Here the job is to return only the lines of the material, exactly, from the first one to the line with "pub struct NodeRow".
▽
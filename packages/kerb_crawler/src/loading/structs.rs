use serde::Deserialize;

use crate::common::graph_data::VertexData;

/// Container for a single entry in the vertex coordinate table
#[derive(Deserialize, Debug, Clone, Copy, PartialEq)]
pub struct NodeRow {
    pub id: i64,
    pub lat: f64,
    pub lon: f64,
}

impl NodeRow {
    /// Coordinates outside of the valid lat/lon ranges can't be routed over
    pub fn has_valid_coords(&self) -> bool {
        (-90.0..=90.0).contains(&self.lat)
            && (-180.0..=180.0).contains(&self.lon)
    }
}

impl From<NodeRow> for VertexData {
    fn from(row: NodeRow) -> VertexData {
        VertexData {
            id: row.id,
            lat: row.lat,
            lon: row.lon,
        }
    }
}

/// Container for one street segment which has already passed the upstream
/// inclusion rules. Nodes are listed in the order they appear along the
/// street.
#[derive(Deserialize, Debug, Clone, Default, PartialEq)]
pub struct SegmentRow {
    pub id: i64,
    pub nodes: Vec<i64>,
    #[serde(default)]
    pub highway: String,
    #[serde(default)]
    pub oneway: bool,
    pub service: Option<String>,
    pub access: Option<String>,
    pub name: Option<String>,
}

/// The full street network for a single route request
#[derive(Deserialize, Debug, Clone, Default, PartialEq)]
pub struct NetworkInput {
    pub nodes: Vec<NodeRow>,
    pub segments: Vec<SegmentRow>,
    /// Number of segments dropped by the upstream filtering rules, reported
    /// back in the route statistics
    #[serde(default)]
    pub excluded_segments: usize,
}

#[cfg(test)]
mod tests {

    use super::*;

    /// Optional tags can be left out of the request body entirely
    #[test]
    fn test_deserialize_segment_minimal() {
        let body = r#"{"id": 5, "nodes": [1, 2, 3]}"#;

        let result: SegmentRow = serde_json::from_str(body).unwrap();

        let target = SegmentRow {
            id: 5,
            nodes: vec![1, 2, 3],
            ..Default::default()
        };

        assert_eq!(result, target);
    }

    /// Check the coordinate range validation on vertex rows
    #[test]
    fn test_has_valid_coords() {
        let valid = NodeRow { id: 1, lat: -90.0, lon: 180.0 };
        let bad_lat = NodeRow { id: 2, lat: 90.5, lon: 0.0 };
        let bad_lon = NodeRow { id: 3, lat: 0.0, lon: -180.5 };

        assert!(valid.has_valid_coords());
        assert!(!bad_lat.has_valid_coords());
        assert!(!bad_lon.has_valid_coords());
    }
}
//! Defines a struct to represent a bounding box, which is used to represent
//! a 2d square(ish) on the planet's surface. This is returned alongside a
//! completed route, as it can be used to set the viewport on a map
//! visualization

use serde::Serialize;

/// A bounding box for geographical data. Contains the minimum and maximum
/// latitudes & longitudes, defining a 'rectangle' on the surface of the Earth
#[derive(Debug, Serialize, PartialEq)]
pub struct BBox {
    pub min_lat: f64,
    pub min_lon: f64,
    pub max_lat: f64,
    pub max_lon: f64,
}

impl BBox {
    /// Create the smallest bounding box which contains every one of the
    /// provided (lat, lon) pairs. Returns None if no coordinates are given.
    pub fn from_coords(coords: &[(f64, f64)]) -> Option<Self> {
        let (first_lat, first_lon) = *coords.first()?;

        let seed = BBox {
            min_lat: first_lat,
            min_lon: first_lon,
            max_lat: first_lat,
            max_lon: first_lon,
        };

        let bbox = coords.iter().fold(seed, |bbox, (lat, lon)| BBox {
            min_lat: bbox.min_lat.min(*lat),
            min_lon: bbox.min_lon.min(*lon),
            max_lat: bbox.max_lat.max(*lat),
            max_lon: bbox.max_lon.max(*lon),
        });

        Some(bbox)
    }

    /// Determine the latitude and longitude which form the centre point of
    /// the bounding box
    pub fn get_centre(&self) -> (f64, f64) {
        let lat_delta = self.max_lat - self.min_lat;
        let lon_delta = self.max_lon - self.min_lon;
        (
            self.min_lat + (lat_delta / 2.0),
            self.min_lon + (lon_delta / 2.0),
        )
    }
}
△
• **EXERCISE RESULT**:
filename packages/kerb_crawler/src/loading/structs.rs
use serde::Deserialize;

use crate::common::graph_data::VertexData;

/// Container for a single entry in the vertex coordinate table
#[derive(Deserialize, Debug, Clone, Copy, PartialEq)]
pub struct NodeRow {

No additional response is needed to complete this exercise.